*** Source data ***

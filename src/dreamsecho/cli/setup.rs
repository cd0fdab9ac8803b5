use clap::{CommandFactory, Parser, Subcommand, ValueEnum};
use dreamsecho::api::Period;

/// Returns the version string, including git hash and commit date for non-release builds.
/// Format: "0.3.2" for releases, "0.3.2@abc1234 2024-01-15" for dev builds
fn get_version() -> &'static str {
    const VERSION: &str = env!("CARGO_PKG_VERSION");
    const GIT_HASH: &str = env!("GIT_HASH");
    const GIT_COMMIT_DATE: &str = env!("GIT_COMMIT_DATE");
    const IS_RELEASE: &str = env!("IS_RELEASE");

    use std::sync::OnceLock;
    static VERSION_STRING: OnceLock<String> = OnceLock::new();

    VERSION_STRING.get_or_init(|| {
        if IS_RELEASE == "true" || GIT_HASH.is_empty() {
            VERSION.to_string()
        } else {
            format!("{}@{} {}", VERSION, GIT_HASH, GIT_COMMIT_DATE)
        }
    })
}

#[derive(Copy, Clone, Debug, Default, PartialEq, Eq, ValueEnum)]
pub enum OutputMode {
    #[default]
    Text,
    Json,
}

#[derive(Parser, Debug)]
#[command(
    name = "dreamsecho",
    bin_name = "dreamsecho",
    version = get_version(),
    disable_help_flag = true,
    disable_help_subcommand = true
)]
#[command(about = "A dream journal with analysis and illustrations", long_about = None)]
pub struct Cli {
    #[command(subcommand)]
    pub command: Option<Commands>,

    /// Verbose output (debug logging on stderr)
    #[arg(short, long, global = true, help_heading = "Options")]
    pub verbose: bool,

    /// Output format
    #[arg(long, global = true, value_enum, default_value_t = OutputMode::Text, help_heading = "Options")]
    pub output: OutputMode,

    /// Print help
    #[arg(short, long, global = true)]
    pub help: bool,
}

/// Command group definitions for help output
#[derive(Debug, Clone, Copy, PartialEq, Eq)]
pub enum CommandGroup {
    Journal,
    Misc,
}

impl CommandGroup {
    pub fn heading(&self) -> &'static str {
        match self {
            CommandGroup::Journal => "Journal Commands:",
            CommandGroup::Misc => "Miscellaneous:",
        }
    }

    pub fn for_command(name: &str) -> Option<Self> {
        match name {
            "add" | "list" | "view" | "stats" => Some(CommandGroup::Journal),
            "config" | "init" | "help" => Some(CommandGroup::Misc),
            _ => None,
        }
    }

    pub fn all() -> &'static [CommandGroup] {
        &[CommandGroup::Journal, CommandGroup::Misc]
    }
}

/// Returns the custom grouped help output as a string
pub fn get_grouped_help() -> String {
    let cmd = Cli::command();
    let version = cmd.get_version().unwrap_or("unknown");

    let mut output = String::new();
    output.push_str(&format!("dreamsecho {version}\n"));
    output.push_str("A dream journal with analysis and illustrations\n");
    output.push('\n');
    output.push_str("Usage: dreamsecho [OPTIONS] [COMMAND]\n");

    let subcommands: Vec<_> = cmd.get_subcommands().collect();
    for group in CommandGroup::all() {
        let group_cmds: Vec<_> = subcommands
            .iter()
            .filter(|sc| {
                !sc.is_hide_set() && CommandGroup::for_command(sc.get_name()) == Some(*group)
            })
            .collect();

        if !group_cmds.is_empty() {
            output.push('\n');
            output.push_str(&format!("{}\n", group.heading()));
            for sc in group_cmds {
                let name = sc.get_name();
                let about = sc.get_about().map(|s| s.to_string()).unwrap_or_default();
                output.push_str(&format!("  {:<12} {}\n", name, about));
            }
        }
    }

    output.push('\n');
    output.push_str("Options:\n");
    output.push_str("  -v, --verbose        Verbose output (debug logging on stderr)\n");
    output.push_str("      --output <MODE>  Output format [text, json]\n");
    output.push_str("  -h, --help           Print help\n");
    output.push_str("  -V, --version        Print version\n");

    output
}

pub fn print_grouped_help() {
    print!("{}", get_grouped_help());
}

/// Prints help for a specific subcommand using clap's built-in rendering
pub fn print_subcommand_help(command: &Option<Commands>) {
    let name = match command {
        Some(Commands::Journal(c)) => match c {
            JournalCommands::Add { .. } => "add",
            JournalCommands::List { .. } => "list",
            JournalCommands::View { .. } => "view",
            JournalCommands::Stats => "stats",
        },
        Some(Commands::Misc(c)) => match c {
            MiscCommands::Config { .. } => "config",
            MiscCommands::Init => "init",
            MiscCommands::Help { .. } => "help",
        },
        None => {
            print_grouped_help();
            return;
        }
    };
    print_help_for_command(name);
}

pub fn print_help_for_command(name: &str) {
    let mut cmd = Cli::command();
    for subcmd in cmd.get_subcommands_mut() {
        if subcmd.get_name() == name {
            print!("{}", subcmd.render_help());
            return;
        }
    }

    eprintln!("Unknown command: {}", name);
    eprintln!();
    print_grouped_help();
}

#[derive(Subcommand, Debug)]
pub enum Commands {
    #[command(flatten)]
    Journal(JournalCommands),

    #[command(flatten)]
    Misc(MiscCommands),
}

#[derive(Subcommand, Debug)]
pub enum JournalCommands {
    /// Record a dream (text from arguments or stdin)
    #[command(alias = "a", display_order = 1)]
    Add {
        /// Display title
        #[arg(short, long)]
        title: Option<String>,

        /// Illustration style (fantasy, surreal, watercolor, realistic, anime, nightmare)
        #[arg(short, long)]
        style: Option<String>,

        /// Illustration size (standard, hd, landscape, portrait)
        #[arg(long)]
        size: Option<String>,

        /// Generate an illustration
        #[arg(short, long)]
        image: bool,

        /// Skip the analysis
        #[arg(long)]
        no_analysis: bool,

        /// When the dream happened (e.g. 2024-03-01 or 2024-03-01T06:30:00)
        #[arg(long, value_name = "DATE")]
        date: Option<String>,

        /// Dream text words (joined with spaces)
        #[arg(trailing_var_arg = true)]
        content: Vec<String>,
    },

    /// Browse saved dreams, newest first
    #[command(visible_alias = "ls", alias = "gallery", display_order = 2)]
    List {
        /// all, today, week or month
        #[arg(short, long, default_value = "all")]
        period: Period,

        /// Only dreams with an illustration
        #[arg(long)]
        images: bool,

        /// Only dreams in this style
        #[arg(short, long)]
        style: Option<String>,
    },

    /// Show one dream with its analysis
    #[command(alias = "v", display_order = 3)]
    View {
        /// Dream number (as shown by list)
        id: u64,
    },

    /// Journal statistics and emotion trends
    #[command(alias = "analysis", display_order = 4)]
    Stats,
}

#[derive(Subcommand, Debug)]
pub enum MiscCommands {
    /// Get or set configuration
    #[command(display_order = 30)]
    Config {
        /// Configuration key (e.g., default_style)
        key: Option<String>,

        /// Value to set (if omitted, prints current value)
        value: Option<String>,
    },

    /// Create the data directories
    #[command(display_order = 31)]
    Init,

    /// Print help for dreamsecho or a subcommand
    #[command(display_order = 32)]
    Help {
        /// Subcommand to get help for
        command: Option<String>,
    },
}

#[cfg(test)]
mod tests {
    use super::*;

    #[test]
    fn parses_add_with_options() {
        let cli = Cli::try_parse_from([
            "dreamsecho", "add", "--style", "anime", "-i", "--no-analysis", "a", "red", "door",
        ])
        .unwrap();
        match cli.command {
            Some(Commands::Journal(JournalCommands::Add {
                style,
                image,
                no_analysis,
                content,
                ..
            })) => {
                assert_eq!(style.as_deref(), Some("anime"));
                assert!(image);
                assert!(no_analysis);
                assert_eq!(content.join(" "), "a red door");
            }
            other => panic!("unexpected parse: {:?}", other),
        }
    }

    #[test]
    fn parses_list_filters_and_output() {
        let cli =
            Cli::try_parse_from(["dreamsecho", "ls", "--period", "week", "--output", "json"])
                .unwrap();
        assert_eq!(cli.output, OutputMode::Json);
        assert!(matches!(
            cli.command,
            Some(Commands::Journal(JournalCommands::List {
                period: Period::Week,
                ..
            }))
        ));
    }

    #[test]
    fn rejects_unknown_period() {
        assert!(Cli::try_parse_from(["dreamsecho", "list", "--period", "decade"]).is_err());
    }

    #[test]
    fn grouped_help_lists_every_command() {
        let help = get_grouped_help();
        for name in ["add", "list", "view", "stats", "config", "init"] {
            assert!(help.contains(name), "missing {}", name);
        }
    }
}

*** End of Source data ***

Where a line above contains the word "PartialEq", copy that line.

* [Exercise output]
#[derive(Copy, Clone, Debug, Default, PartialEq, Eq, ValueEnum)]
#[derive(Debug, Clone, Copy, PartialEq, Eq)]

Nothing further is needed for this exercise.